Bountiful beans: There’s more out there than pintos and limas
Fall is shell bean season in the North Bay. For some farmers, harvest is winding down and their beans await winnowing, as the process that separates the beans from their dried pods is called.
For others, beans are still in the field, good news for the customers who have discovered the quality and diversity of beans grown close to home. Demand is high, and a later harvest by some extends the season.
“Every year, I double my planting and still sell out by the end of summer,” painter Tim Schaible of Canvas Ranch told customers at his farmers market stall on the last Saturday of September. A few of the 20 varieties of heirloom shell beans Canvas Ranch has grown this year leaned against one another on the table. Their colors and patterns typically inspire their names: Appaloosa, Yin Yang or Orca, Black Turtle and Jacob’s Cattle. There were Hutterites, too, a pale tan bean named for a religious community established in New Mexico in the late 1700s. By 10 a.m., Petaluma Gold Rush, a bean listed in Slow Food’s Ark of Taste catalog, already was sold out for the day.
Canvas Ranch, which produced 500 pounds of heirloom beans last year, has about a thousand pounds this year, which should last well into December and perhaps beyond.
Hector Alvarez of Hector’s Honey will harvest nearly a dozen varieties, including Peruano, Flor de Mayo, red Lima and Appaloosa; he expects his beans to be ready sometime in late October or early November.
At Tierra Vegetables, some varieties of beans had been harvested before the late September rains, but others were still in the field. With luck, the sun will dry them before they mildew. Beans are easy to grow, and farmers face a single challenge: rain at the wrong time.
Tierra Vegetables still has several varieties from last year’s harvest, including Haricot Tarbais, Swedish Brown, Petaluma Gold Rush, Yellow Eye, Flageolet, Montezuma Red, Nigel’s, Mrs. Keeney’s Pink, Bolita and Pebble Tepary. If things go well for the next few weeks, this year’s harvest will include Piquinto, Anasazi, Yellow Eye, Bada, cannellini, Rio Zape, Nicaragua Red and Petaluma Gold Rush. A nursery patch is producing seed for next year, with Lazy Housewife, White Settler’s and Bird’s Egg among the new varieties. The beans are available at the farm stand on Airport Boulevard, immediately east of Highway 101.

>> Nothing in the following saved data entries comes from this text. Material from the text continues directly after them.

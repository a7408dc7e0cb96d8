use serde::{Deserialize, Serialize};
use std::fmt::{Display, Formatter};

/// Path to an element of a (possibly nested) tuple value.
///
/// The empty index refers to the tuple itself.
#[derive(Debug, Clone, PartialEq, Eq, Hash, Default, Serialize, Deserialize)]
pub struct TupleIndex(Vec<usize>);

impl TupleIndex {
    pub fn new(path: impl Into<Vec<usize>>) -> Self {
        Self(path.into())
    }

    pub fn elements(&self) -> &[usize] {
        &self.0
    }
}

impl From<Vec<usize>> for TupleIndex {
    fn from(value: Vec<usize>) -> Self {
        Self::new(value)
    }
}

impl<const N: usize> From<[usize; N]> for TupleIndex {
    fn from(value: [usize; N]) -> Self {
        Self::new(value)
    }
}

impl Display for TupleIndex {
    fn fmt(&self, f: &mut Formatter<'_>) -> std::fmt::Result {
        write!(f, "{{")?;
        for (i, element) in self.0.iter().enumerate() {
            if i > 0 {
                write!(f, ",")?;
            }
            write!(f, "{element}")?;
        }
        write!(f, "}}")
    }
}
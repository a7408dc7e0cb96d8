use crate::{
    config::CostGraphConfig,
    error::{Error, Result},
    follow::FollowForest,
};
use ahash::AHashMap;
use autoshard_ir::{
    Matrix, NodeIdx, StrategyIdx,
    strategy::{GroupId, LeafGroup, ShardingStrategy, StrategyGraph, StrategyGroup},
};
use std::{
    borrow::Cow,
    cmp::Ordering,
    collections::{BTreeMap, BTreeSet, btree_map::Entry},
    fmt::{Display, Formatter},
    mem,
};

/// Communication and memory costs of one edge, shaped
/// `[strategies(i) x strategies(j)]` for the edge `(i, j)`.
#[derive(Debug, Clone, PartialEq)]
pub struct EdgeCosts {
    pub communication: Matrix,
    pub memory: Matrix,
}

#[derive(Debug, Copy, Clone, PartialEq, Eq)]
enum CostKind {
    Communication,
    Memory,
}

impl CostKind {
    fn resharding_costs(self, strategy: &ShardingStrategy) -> &[Vec<f64>] {
        match self {
            CostKind::Communication => &strategy.communication_resharding_costs,
            CostKind::Memory => &strategy.memory_resharding_costs,
        }
    }

    fn select(self, costs: &EdgeCosts) -> &Matrix {
        match self {
            CostKind::Communication => &costs.communication,
            CostKind::Memory => &costs.memory,
        }
    }
}

/// Graph of resharding costs between the nodes of a `StrategyGraph`,
/// simplified by contracting nodes that follow another node.
///
/// Edges are stored once, under their smaller endpoint.
#[derive(Debug, Clone)]
pub struct CostGraph {
    /// Number of strategies of each node.
    node_lens: Vec<usize>,
    adjacency: Vec<BTreeSet<NodeIdx>>,
    /// `edge_costs[i][j]` holds the costs of edge `(i, j)` for `i < j`.
    edge_costs: Vec<BTreeMap<NodeIdx, EdgeCosts>>,
    /// Per-strategy costs folded into a node by merging neighbors into it.
    extra_node_costs: Vec<Vec<f64>>,
    follow: FollowForest,
    /// Final destination of each merged node.
    follow_idx: Vec<Option<NodeIdx>>,
    to_merge_pairs: Vec<(NodeIdx, NodeIdx)>,
}
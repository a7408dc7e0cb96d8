//! Union-find over cost-graph nodes where every link carries
//! a strategy reindexing.
//!
//! When node `src` is merged into node `dst`, the link stores for
//! each strategy `i` of `dst` the strategy of `src` that is chosen
//! along with it. Finding the root of a node compresses the path and
//! composes the reindexings on the way, so that afterwards the node
//! links directly to its root with a reindexing from the root's
//! strategies to its own.

use autoshard_ir::{NodeIdx, StrategyIdx};

#[derive(Debug, Clone, PartialEq, Eq)]
struct Link {
    parent: NodeIdx,
    reindexing: Vec<StrategyIdx>,
}

#[derive(Debug, Clone, Default)]
pub struct FollowForest {
    links: Vec<Option<Link>>,
}

impl FollowForest {
    pub fn new(num_nodes: usize) -> Self {
        Self {
            links: vec![None; num_nodes],
        }
    }

    pub fn is_merged(&self, node: NodeIdx) -> bool {
        self.links[node].is_some()
    }

    /// Links `src` below `dst`.
    ///
    /// `reindexing[i]` is the strategy of `src` corresponding
    /// to strategy `i` of `dst`.
    ///
    /// # Panics
    /// Panics if either node has already been merged or if
    /// `src == dst`. Both keep the forest acyclic.
    pub fn link(&mut self, src: NodeIdx, dst: NodeIdx, reindexing: Vec<StrategyIdx>) {
        assert_ne!(src, dst, "cannot merge node {src} into itself");
        assert!(!self.is_merged(src), "node {src} is already merged");
        assert!(!self.is_merged(dst), "node {dst} is already merged");
        self.links[src] = Some(Link {
            parent: dst,
            reindexing,
        });
    }

    /// Parent recorded for `node`, without resolving further.
    pub fn parent(&self, node: NodeIdx) -> Option<NodeIdx> {
        self.links[node].as_ref().map(|link| link.parent)
    }

    /// Reindexing from the strategies of `node`'s parent to those of `node`.
    pub fn reindexing(&self, node: NodeIdx) -> Option<&[StrategyIdx]> {
        self.links[node]
            .as_ref()
            .map(|link| link.reindexing.as_slice())
    }

    /// Finds the root of `node`, compressing the path to it.
    pub fn find(&mut self, node: NodeIdx) -> NodeIdx {
        let Some(parent) = self.parent(node) else {
            return node;
        };
        let root = self.find(parent);
        if root != parent {
            // `parent` now links straight to `root`.
            let composed = match (&self.links[node], &self.links[parent]) {
                (Some(own), Some(up)) => up
                    .reindexing
                    .iter()
                    .map(|&i| own.reindexing[i])
                    .collect(),
                _ => unreachable!("both nodes on the path are linked"),
            };
            self.links[node] = Some(Link {
                parent: root,
                reindexing: composed,
            });
        }
        root
    }

    /// Translates a strategy chosen at `node`'s parent into
    /// a strategy of `node`. Unmerged nodes map to themselves.
    ///
    /// Only meaningful after `find(node)`, once the parent is the root.
    pub fn remap(&self, node: NodeIdx, value: StrategyIdx) -> StrategyIdx {
        match self.reindexing(node) {
            Some(reindexing) => reindexing[value],
            None => value,
        }
    }
}

#[cfg(test)]
mod tests {
    use super::*;

    #[test]
    fn unmerged_nodes_are_roots() {
        let mut forest = FollowForest::new(3);
        assert_eq!(forest.find(1), 1);
        assert_eq!(forest.remap(1, 7), 7);
        assert!(!forest.is_merged(1));
    }

    #[test]
    fn find_compresses_and_composes() {
        // 0 -> 1 -> 2 -> 3, each with three strategies.
        let mut forest = FollowForest::new(4);
        forest.link(0, 1, vec![1, 2, 0]);
        forest.link(1, 2, vec![2, 0, 1]);
        forest.link(2, 3, vec![0, 0, 2]);

        assert_eq!(forest.find(0), 3);
        assert_eq!(forest.parent(0), Some(3));
        assert_eq!(forest.parent(1), Some(3));
        assert_eq!(forest.parent(2), Some(3));

        // Walk the uncompressed chain by hand for each root strategy.
        for root_strategy in 0..3 {
            let at2 = [0, 0, 2][root_strategy];
            let at1 = [2, 0, 1][at2];
            let at0 = [1, 2, 0][at1];
            assert_eq!(forest.remap(0, root_strategy), at0);
            assert_eq!(forest.remap(1, root_strategy), at1);
        }
    }

    #[test]
    fn find_is_idempotent() {
        let mut forest = FollowForest::new(3);
        forest.link(0, 1, vec![1, 0]);
        forest.link(1, 2, vec![1, 1]);

        let first = forest.find(0);
        let reindexing = forest.reindexing(0).map(<[_]>::to_vec);
        let second = forest.find(0);

        assert_eq!(first, second);
        assert_eq!(forest.reindexing(0).map(<[_]>::to_vec), reindexing);
        assert_eq!(reindexing, Some(vec![0, 0]));
    }

    #[test]
    fn reindexing_length_follows_root() {
        // Root has 3 strategies, intermediate has 2, leaf has 4.
        let mut forest = FollowForest::new(3);
        forest.link(0, 1, vec![3, 1]);
        forest.link(1, 2, vec![1, 0, 1]);

        assert_eq!(forest.find(0), 2);
        assert_eq!(forest.reindexing(0), Some(&[1, 3, 1][..]));
    }

    #[test]
    #[should_panic(expected = "already merged")]
    fn relinking_merged_node_panics() {
        let mut forest = FollowForest::new(3);
        forest.link(0, 1, vec![0]);
        forest.link(0, 2, vec![0]);
    }

    #[test]
    #[should_panic(expected = "already merged")]
    fn linking_into_merged_node_panics() {
        let mut forest = FollowForest::new(3);
        forest.link(1, 2, vec![0]);
        forest.link(0, 1, vec![0]);
    }

    #[test]
    #[should_panic(expected = "into itself")]
    fn self_link_panics() {
        let mut forest = FollowForest::new(1);
        forest.link(0, 0, vec![0]);
    }
}
//! Cost graph for choosing one sharding strategy per operation.
//!
//! A [`CostGraph`] is built from a [`StrategyGraph`]: every node is an
//! operation with a fixed list of candidate strategies, and every edge
//! carries the resharding costs between the strategies of its endpoints.
//! Before the graph is handed to a solver, nodes that follow another node
//! are contracted into it. The solver's answer is mapped back to concrete
//! strategies with a [`StrategyResolver`].

pub mod config;
pub mod cost_graph;
pub mod error;
mod follow;
pub mod problem;
pub mod resolver;

#[doc(inline)]
pub use self::{
    config::CostGraphConfig,
    cost_graph::{CostGraph, EdgeCosts},
    error::{Error, Result},
    problem::SolverProblem,
    resolver::StrategyResolver,
};
#[doc(inline)]
pub use autoshard_ir::{
    Matrix, NodeIdx, StrategyIdx, TupleIndex,
    strategy::{GroupId, InstructionId, ShardingStrategy, StrategyGraph, StrategyGroup},
};
//! Core data types describing candidate sharding strategies
//! that are independent of the cost graph and the solver
//! that consume them.

pub mod matrix;
pub mod strategy;
pub mod tuple_index;

pub use self::{matrix::Matrix, tuple_index::TupleIndex};

/// Dense index of a node in the cost graph.
pub type NodeIdx = usize;
/// Index of a strategy, local to a single node.
pub type StrategyIdx = usize;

At Canvas Ranch, Salvadore Barragas, the farm’s manager, is almost done harvesting beans and has employed a low-tech method of winnowing to nearly all the varieties.
After harvesting the beans, Barragas spreads a single variety over a large tarp, tops it with another tarp and then drives a tractor back and forth over the beans. When the top tarp is lifted, the winds that sweep through Two Rock Valley, where the ranch is located, carry away the crushed pods.
“What remains are the beans,” farmer Deborah Walton says, adding that Barragas likens the process to farming in Mexico 25 years ago.
All of Canvas Ranch’s beans are sold dried. They’re available at the Santa Rosa Original Certified Farmers Market on Saturday, at the Marin County Farmers Market at Civic Center in San Rafael on Sunday, at Bi-Rite Market in San Francisco, and at Swede’s Food in Kenwood.
A few farmers sell their crops or at least a portion of them fresh, some still in their pods, others shelled and packed into little plastic bags. Nancy Skall of Middleton Farms has fresh lima beans in their broad, almost flat pods. Libby Batzel of Beet Generation has two varieties, including a Romano bean that she left on the vine long enough for the beans to mature.
“They are so delicious - so meaty, rich and creamy,” Batzel said of her beans.
It is this quality, the meatiness, the richness, the creamy texture, that both sets locally grown heirloom beans apart from their mass-produced cousins and also warrants their price. In some supermarkets, you can find a bag of, say, conventionally grown black beans for not much more than $1 per pound. The price of local heirloom beans starts at about $6 per pound.
If all you know of shell beans is canned refried beans from your college dorm days, you’ll likely roll your eyes at the thought of paying a pretty penny for farmers market beans. But if you’ve ever tasted, for example, Tierra Vegetables’ fresh marrowfat beans, you don’t need additional convincing. A marrowfat - white, plump and remarkably rich - is absolutely extraordinary, with a delicate earthy flavor and a texture that is at once light and luscious on the palate. It doesn’t need much more than to be simmered in gently boiling water until tender to dazzle you.